The newborn baby with symptoms of cyanosis is placed in supplemental oxygen. The but that causes very little effect in the levels of oxygen in the child with TOF.

This hyperoxia test is often the first clue to suspect the cyanotic cardia defect. If the pulmonary stenosis is mild also referred as Pink TOF, the first clue is the detection of murmur sound from the heart on hearing from stethoscope

Once these few test are done, next step is echocardiography that can accurately demonstrate the presence of four related defects characteristics of TOF

For evaluating the size and distribution of the pulmonary arteries to clarify the branching pattern of the coronary arteries, a cardiologist might suggest cardia catheterization (right heart catheterization). It allows a doctor to know the abnormality of the blood vessel from the aorta.

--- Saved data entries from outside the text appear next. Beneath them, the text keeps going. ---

//! [`LibreOfficeWorkbook`]: an XLSX workbook recalculated by LibreOffice

use std::ffi::OsString;
use std::fs::{self, File};
use std::path::{Path, PathBuf};

use named_cells_core::{
    Backend, CellAddress, CellRange, CellWrite, DateSystem, DefinedName, NativeCell, TableDef,
};
use named_cells_xlsx::XlsxWorkbook;
use tempfile::TempDir;

use crate::config::LibreOfficeConfig;
use crate::convert::convert;
use crate::error::{LibreOfficeError, Result};
use crate::profile::Profile;

/// A workbook whose formula results are always fresh
///
/// Opening converts the file through headless `soffice`, which recalculates
/// every formula; cells are then served from the converted copy. Saving
/// writes the edits, converts again and copies the result to the target,
/// so saved files carry recalculated values.
#[derive(Debug)]
pub struct LibreOfficeWorkbook {
    config: LibreOfficeConfig,
    inner: XlsxWorkbook,
    path: PathBuf,
    /// Scratch space for staged and converted copies
    work: TempDir,
    profile: Profile,
}

impl LibreOfficeWorkbook {
    /// Open `path` with `config`
    pub fn open_with<P: AsRef<Path>>(path: P, config: LibreOfficeConfig) -> Result<Self> {
        let path = path.as_ref();
        tracing::info!("opening {} through LibreOffice", path.display());

        let profile = Profile::create()?;
        let work = tempfile::Builder::new().prefix("named-cells").tempdir()?;

        let staged = scratch_dir(&work, "input")?.join(file_name(path));
        fs::copy(path, &staged)?;
        let converted = convert(&config, &profile, &staged, &scratch_dir(&work, "open")?)?;
        let inner = XlsxWorkbook::open_file(&converted)?;

        Ok(Self {
            config,
            inner,
            path: path.to_path_buf(),
            work,
            profile,
        })
    }

    pub fn config(&self) -> &LibreOfficeConfig {
        &self.config
    }

    /// The recalculated copy the cells are read from
    pub fn inner(&self) -> &XlsxWorkbook {
        &self.inner
    }

    fn save_to(&mut self, target: &Path) -> Result<()> {
        let staged = scratch_dir(&self.work, "save")?.join(file_name(target));
        self.inner.write_to(&staged)?;
        let converted = convert(
            &self.config,
            &self.profile,
            &staged,
            &scratch_dir(&self.work, "saved")?,
        )?;

        copy_atomic(&converted, target)?;
        tracing::info!("saved {} through LibreOffice", target.display());

        self.inner = XlsxWorkbook::open_file(&converted)?;
        self.path = target.to_path_buf();
        Ok(())
    }
}

impl Backend for LibreOfficeWorkbook {
    fn open(path: &Path) -> named_cells_core::Result<Self> {
        Ok(Self::open_with(path, LibreOfficeConfig::default())?)
    }

    fn path(&self) -> Option<&Path> {
        Some(&self.path)
    }

    fn sheet_names(&self) -> &[String] {
        self.inner.sheet_names()
    }

    fn defined_names(&self) -> &[DefinedName] {
        self.inner.defined_names()
    }

    fn tables(&self) -> &[TableDef] {
        self.inner.tables()
    }

    fn date_system(&self) -> DateSystem {
        self.inner.date_system()
    }

    fn get(&self, sheet: &str, cell: CellAddress) -> named_cells_core::Result<NativeCell> {
        self.inner.get(sheet, cell)
    }

    fn used_range(&self, sheet: &str) -> named_cells_core::Result<Option<CellRange>> {
        self.inner.used_range(sheet)
    }

    fn check_write(&self, sheet: &str, cell: CellAddress) -> named_cells_core::Result<()> {
        self.inner.check_write(sheet, cell)
    }

    fn set(
        &mut self,
        sheet: &str,
        cell: CellAddress,
        write: CellWrite,
    ) -> named_cells_core::Result<()> {
        self.inner.set(sheet, cell, write)
    }

    fn is_dirty(&self) -> bool {
        self.inner.is_dirty()
    }

    fn save(&mut self, path: Option<&Path>) -> named_cells_core::Result<()> {
        let target = path.map_or_else(|| self.path.clone(), Path::to_path_buf);
        Ok(self.save_to(&target)?)
    }

    fn close(self) -> named_cells_core::Result<()> {
        let Self { work, profile, .. } = self;
        work.close().map_err(LibreOfficeError::Io)?;
        profile.close()?;
        Ok(())
    }
}

/// A fresh, empty directory under `work`
///
/// `soffice` names its output after the input, so every conversion writes
/// into a directory of its own. The directory is removed together with
/// `work`.
fn scratch_dir(work: &TempDir, prefix: &str) -> Result<PathBuf> {
    let dir = tempfile::Builder::new().prefix(prefix).tempdir_in(work.path())?;
    Ok(dir.keep())
}

fn file_name(path: &Path) -> OsString {
    path.file_name()
        .map(|n| n.to_os_string())
        .unwrap_or_else(|| OsString::from("workbook.xlsx"))
}

fn copy_atomic(from: &Path, to: &Path) -> Result<()> {
    let dir = match to.parent() {
        Some(p) if !p.as_os_str().is_empty() => p,
        _ => Path::new("."),
    };
    let mut tmp = tempfile::NamedTempFile::new_in(dir)?;
    std::io::copy(&mut File::open(from)?, tmp.as_file_mut())?;
    tmp.as_file().sync_all()?;
    tmp.persist(to)?;
    Ok(())
}

#[cfg(test)]
mod tests {
    use super::*;

    #[test]
    fn test_open_without_soffice() {
        let dir = tempfile::tempdir().unwrap();
        let path = dir.path().join("book.xlsx");
        fs::write(&path, b"not used").unwrap();

        let config = LibreOfficeConfig::with_soffice(dir.path().join("missing-soffice"));
        let err = LibreOfficeWorkbook::open_with(&path, config).unwrap_err();
        assert!(matches!(err, LibreOfficeError::NotFound(_)));
    }

    #[test]
    fn test_scratch_dirs_live_under_work() {
        let work = tempfile::tempdir().unwrap();
        let first = scratch_dir(&work, "save").unwrap();
        let second = scratch_dir(&work, "save").unwrap();
        assert_ne!(first, second);
        assert!(first.starts_with(work.path()));
        assert!(first.is_dir() && second.is_dir());

        work.close().unwrap();
        assert!(!first.exists());
    }

    #[test]
    fn test_open_missing_file() {
        let dir = tempfile::tempdir().unwrap();
        let err = LibreOfficeWorkbook::open_with(dir.path().join("nope.xlsx"), LibreOfficeConfig::default())
            .unwrap_err();
        assert!(matches!(err, LibreOfficeError::Io(_)));
    }
}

Treatment of TOF in Children

Once the diagnosis is completed it is determined whether the child’s oxygen level is in safe range or not. If it is too low, a prostaglandin infusion is usually initiated to keep the ductus arteriosus open which will provide additional pulmonary blood flow and increase in the oxygen levels.

These infants will require to undergo a surgical procedure in neonatal period. In fact, with normal oxygen level or mild cyanosis can go home within the first week of life.

Once the child is 6 months old, the baby can now undergo a full-repair procedure as long as the oxygen levels are adequate to proceed. If the child faces sudden decrease in oxygen of progressive decline in health a Palliative BT Shunt repair procedure is suggested by the cardiologist.

Surgical Correction of the defect is always necessary, as patient might require palliative procedure prior to the final correction. Corrective Repair of TOF includes closure of the ventricular septal defects with the synthetic dacron patch and resection of hypertrophied muscle so that blood can flow normally from the left ventricle to the aorta.

For treating the narrowing of the pulmonary and right ventricular outflow of the tract, the surgeon will use advance methods to cut away the obstructive muscle tissues in the right ventricles and then enlarge the outflow pathway with a patch.

In rare condition the coronary arteries are branched across the right ventricular outflow tract where the patch would normally be placed. In these babies the incision in this area to place the patch would damage the coronary artery, which cannot be safely done. In this case, a hole in the front surface of the right ventricle is made and a conduit is sewed from the right ventricle to the bifurcation of the pulmonary arteries to provide unobstructed blood flow from the right ventricle to the lung.